(Records from a dataset)
——————————
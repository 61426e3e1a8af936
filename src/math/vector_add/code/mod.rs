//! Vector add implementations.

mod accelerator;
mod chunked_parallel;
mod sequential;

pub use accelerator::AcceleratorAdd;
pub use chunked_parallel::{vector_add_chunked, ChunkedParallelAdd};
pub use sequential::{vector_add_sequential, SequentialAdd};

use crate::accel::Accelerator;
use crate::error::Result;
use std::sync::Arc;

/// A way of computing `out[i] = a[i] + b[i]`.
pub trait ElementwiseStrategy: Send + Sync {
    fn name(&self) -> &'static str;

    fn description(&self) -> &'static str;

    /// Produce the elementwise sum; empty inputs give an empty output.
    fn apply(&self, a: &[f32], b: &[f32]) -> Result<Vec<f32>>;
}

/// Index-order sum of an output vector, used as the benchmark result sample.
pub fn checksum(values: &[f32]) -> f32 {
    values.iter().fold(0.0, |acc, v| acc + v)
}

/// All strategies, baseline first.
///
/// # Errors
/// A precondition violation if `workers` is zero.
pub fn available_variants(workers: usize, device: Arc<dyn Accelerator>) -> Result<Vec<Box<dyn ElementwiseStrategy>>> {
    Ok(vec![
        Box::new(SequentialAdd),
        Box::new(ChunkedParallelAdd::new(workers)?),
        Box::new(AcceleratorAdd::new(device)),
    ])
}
——————————
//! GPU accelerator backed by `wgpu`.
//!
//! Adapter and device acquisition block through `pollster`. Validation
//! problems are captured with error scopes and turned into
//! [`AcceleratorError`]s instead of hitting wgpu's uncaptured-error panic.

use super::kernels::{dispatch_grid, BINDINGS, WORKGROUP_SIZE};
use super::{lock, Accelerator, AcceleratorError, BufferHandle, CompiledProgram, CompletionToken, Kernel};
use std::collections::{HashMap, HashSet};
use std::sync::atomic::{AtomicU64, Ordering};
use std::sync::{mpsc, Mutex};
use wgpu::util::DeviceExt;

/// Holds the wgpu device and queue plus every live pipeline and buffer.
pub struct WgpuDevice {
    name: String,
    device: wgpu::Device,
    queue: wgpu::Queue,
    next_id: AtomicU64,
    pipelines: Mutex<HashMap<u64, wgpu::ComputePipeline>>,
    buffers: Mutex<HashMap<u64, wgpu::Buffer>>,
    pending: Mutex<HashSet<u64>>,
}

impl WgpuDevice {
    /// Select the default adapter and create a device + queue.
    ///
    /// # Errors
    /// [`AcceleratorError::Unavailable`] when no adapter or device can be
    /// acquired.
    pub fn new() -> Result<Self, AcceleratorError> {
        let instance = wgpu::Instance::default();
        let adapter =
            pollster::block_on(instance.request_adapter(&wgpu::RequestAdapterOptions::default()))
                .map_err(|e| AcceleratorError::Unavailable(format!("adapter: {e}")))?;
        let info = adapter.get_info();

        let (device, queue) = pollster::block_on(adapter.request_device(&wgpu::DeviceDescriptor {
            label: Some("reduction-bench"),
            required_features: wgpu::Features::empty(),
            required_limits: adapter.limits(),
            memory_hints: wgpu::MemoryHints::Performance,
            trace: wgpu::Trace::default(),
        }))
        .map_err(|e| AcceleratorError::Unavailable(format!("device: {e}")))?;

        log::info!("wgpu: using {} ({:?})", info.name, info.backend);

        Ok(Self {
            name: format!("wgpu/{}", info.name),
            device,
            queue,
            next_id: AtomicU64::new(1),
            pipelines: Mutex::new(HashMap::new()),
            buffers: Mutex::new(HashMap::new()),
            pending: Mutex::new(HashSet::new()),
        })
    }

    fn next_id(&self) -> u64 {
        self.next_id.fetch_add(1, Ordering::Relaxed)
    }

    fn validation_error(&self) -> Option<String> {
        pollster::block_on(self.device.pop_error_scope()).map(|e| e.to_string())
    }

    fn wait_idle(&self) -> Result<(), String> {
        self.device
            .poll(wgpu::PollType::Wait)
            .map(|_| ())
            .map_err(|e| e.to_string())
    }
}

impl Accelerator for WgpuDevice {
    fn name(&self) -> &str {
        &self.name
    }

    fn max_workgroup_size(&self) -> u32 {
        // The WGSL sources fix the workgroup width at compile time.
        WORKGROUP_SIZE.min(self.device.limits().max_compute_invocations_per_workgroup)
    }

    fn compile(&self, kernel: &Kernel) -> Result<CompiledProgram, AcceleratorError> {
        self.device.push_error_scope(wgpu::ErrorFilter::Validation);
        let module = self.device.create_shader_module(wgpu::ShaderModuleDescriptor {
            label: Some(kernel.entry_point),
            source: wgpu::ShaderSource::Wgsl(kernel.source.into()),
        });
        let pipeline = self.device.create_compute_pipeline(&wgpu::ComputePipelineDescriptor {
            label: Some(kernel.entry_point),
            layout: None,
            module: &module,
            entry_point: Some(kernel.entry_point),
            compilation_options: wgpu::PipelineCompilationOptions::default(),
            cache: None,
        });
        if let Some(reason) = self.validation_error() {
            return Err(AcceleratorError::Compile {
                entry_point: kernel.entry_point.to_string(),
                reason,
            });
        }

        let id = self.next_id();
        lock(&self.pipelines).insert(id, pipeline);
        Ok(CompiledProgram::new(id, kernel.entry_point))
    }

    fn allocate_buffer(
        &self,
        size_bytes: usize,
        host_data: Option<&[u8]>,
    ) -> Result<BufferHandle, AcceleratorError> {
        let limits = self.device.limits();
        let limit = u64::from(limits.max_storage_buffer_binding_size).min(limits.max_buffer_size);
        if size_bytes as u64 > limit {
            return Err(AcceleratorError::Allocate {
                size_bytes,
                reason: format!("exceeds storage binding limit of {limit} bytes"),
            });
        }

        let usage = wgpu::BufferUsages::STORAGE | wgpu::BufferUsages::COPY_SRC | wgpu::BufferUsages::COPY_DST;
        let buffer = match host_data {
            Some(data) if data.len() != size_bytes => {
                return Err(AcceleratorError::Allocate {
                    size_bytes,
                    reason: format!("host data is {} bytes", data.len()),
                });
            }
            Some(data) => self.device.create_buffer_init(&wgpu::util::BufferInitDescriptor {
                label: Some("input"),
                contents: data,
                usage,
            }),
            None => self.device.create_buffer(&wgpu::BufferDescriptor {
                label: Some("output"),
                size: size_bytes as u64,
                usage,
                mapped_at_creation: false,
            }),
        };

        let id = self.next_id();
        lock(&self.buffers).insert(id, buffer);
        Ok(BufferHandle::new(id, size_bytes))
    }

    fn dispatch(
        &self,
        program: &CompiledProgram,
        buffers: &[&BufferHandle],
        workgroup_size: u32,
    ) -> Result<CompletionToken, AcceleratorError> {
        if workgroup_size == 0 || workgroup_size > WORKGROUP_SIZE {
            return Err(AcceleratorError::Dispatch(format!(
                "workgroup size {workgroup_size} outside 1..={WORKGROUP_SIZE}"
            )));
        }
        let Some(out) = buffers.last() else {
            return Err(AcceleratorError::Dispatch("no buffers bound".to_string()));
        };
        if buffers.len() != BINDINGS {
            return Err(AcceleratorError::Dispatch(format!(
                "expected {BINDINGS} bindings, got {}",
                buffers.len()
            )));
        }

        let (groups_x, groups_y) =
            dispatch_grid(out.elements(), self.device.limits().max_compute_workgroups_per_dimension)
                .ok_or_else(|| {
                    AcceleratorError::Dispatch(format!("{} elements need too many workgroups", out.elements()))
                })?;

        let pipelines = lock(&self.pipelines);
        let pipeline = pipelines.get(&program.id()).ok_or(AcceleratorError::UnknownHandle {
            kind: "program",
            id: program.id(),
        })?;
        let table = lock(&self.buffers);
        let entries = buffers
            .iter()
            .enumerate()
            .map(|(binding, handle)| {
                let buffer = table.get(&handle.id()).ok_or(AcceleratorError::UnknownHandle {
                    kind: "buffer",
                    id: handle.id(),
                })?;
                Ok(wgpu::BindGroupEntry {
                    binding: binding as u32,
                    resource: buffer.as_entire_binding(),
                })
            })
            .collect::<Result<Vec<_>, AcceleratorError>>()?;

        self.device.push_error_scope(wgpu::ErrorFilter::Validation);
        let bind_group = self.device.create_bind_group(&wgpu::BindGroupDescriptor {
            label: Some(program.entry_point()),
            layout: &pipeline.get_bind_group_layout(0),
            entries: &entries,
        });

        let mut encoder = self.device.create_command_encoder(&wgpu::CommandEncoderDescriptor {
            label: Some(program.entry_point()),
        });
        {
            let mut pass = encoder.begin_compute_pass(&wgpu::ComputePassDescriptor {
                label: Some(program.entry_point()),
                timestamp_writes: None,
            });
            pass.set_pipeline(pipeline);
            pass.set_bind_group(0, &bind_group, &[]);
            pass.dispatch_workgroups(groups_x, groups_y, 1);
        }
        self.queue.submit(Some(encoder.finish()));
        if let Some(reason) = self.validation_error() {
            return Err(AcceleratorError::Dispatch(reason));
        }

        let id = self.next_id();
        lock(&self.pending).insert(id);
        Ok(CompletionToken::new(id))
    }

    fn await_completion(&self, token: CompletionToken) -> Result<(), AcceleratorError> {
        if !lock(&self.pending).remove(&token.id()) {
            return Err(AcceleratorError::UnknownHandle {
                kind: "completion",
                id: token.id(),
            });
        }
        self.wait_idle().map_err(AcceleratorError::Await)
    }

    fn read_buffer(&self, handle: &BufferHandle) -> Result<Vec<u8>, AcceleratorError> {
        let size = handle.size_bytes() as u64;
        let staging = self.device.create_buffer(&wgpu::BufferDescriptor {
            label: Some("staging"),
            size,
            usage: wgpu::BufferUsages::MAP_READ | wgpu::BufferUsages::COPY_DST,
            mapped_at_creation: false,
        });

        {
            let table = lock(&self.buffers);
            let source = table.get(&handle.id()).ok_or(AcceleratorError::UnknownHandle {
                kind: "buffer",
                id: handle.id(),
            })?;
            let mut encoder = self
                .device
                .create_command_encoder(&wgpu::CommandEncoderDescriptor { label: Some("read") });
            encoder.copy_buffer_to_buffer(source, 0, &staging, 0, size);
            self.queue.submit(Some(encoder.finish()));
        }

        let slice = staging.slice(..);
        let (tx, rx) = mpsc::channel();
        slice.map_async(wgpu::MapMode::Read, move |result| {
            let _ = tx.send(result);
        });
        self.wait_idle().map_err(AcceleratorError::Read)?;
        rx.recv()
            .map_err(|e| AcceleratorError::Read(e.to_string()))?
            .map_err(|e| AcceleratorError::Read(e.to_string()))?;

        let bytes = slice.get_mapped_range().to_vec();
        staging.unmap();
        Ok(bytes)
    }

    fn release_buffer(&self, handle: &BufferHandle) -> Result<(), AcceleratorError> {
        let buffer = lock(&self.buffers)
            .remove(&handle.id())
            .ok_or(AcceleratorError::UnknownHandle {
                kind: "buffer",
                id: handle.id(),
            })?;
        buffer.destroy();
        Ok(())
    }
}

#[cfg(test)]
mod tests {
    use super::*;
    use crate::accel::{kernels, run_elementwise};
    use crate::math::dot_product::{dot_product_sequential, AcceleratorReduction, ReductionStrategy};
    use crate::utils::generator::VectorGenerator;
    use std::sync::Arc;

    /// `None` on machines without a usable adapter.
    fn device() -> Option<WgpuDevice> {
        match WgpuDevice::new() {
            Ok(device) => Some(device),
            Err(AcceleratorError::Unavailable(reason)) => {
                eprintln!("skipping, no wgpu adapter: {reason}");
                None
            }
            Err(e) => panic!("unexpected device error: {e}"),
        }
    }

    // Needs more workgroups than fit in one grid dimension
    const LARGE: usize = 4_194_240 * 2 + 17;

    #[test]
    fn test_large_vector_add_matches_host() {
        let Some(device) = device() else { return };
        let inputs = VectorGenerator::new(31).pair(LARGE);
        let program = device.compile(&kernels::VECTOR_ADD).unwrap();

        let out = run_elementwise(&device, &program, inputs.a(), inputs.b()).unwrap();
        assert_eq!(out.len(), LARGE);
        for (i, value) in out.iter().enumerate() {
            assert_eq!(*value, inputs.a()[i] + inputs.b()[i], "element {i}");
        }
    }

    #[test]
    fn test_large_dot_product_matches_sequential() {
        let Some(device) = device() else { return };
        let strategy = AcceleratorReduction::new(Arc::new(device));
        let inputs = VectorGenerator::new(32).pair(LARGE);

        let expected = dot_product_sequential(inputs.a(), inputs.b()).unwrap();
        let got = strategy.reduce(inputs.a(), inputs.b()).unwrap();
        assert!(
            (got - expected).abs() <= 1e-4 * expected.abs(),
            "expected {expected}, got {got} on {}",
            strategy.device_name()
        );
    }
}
——————————
- Your goal:
With the first line being the one containing "repository 61426e3e1a8af936" and the last line the one containing "way of computing", transcribe exactly the lines above that fall in that range.

- Exercise response:
repository 61426e3e1a8af936
filename src/math/vector_add/code/mod.rs
//! Vector add implementations.

mod accelerator;
mod chunked_parallel;
mod sequential;

pub use accelerator::AcceleratorAdd;
pub use chunked_parallel::{vector_add_chunked, ChunkedParallelAdd};
pub use sequential::{vector_add_sequential, SequentialAdd};

use crate::accel::Accelerator;
use crate::error::Result;
use std::sync::Arc;

/// A way of computing `out[i] = a[i] + b[i]`.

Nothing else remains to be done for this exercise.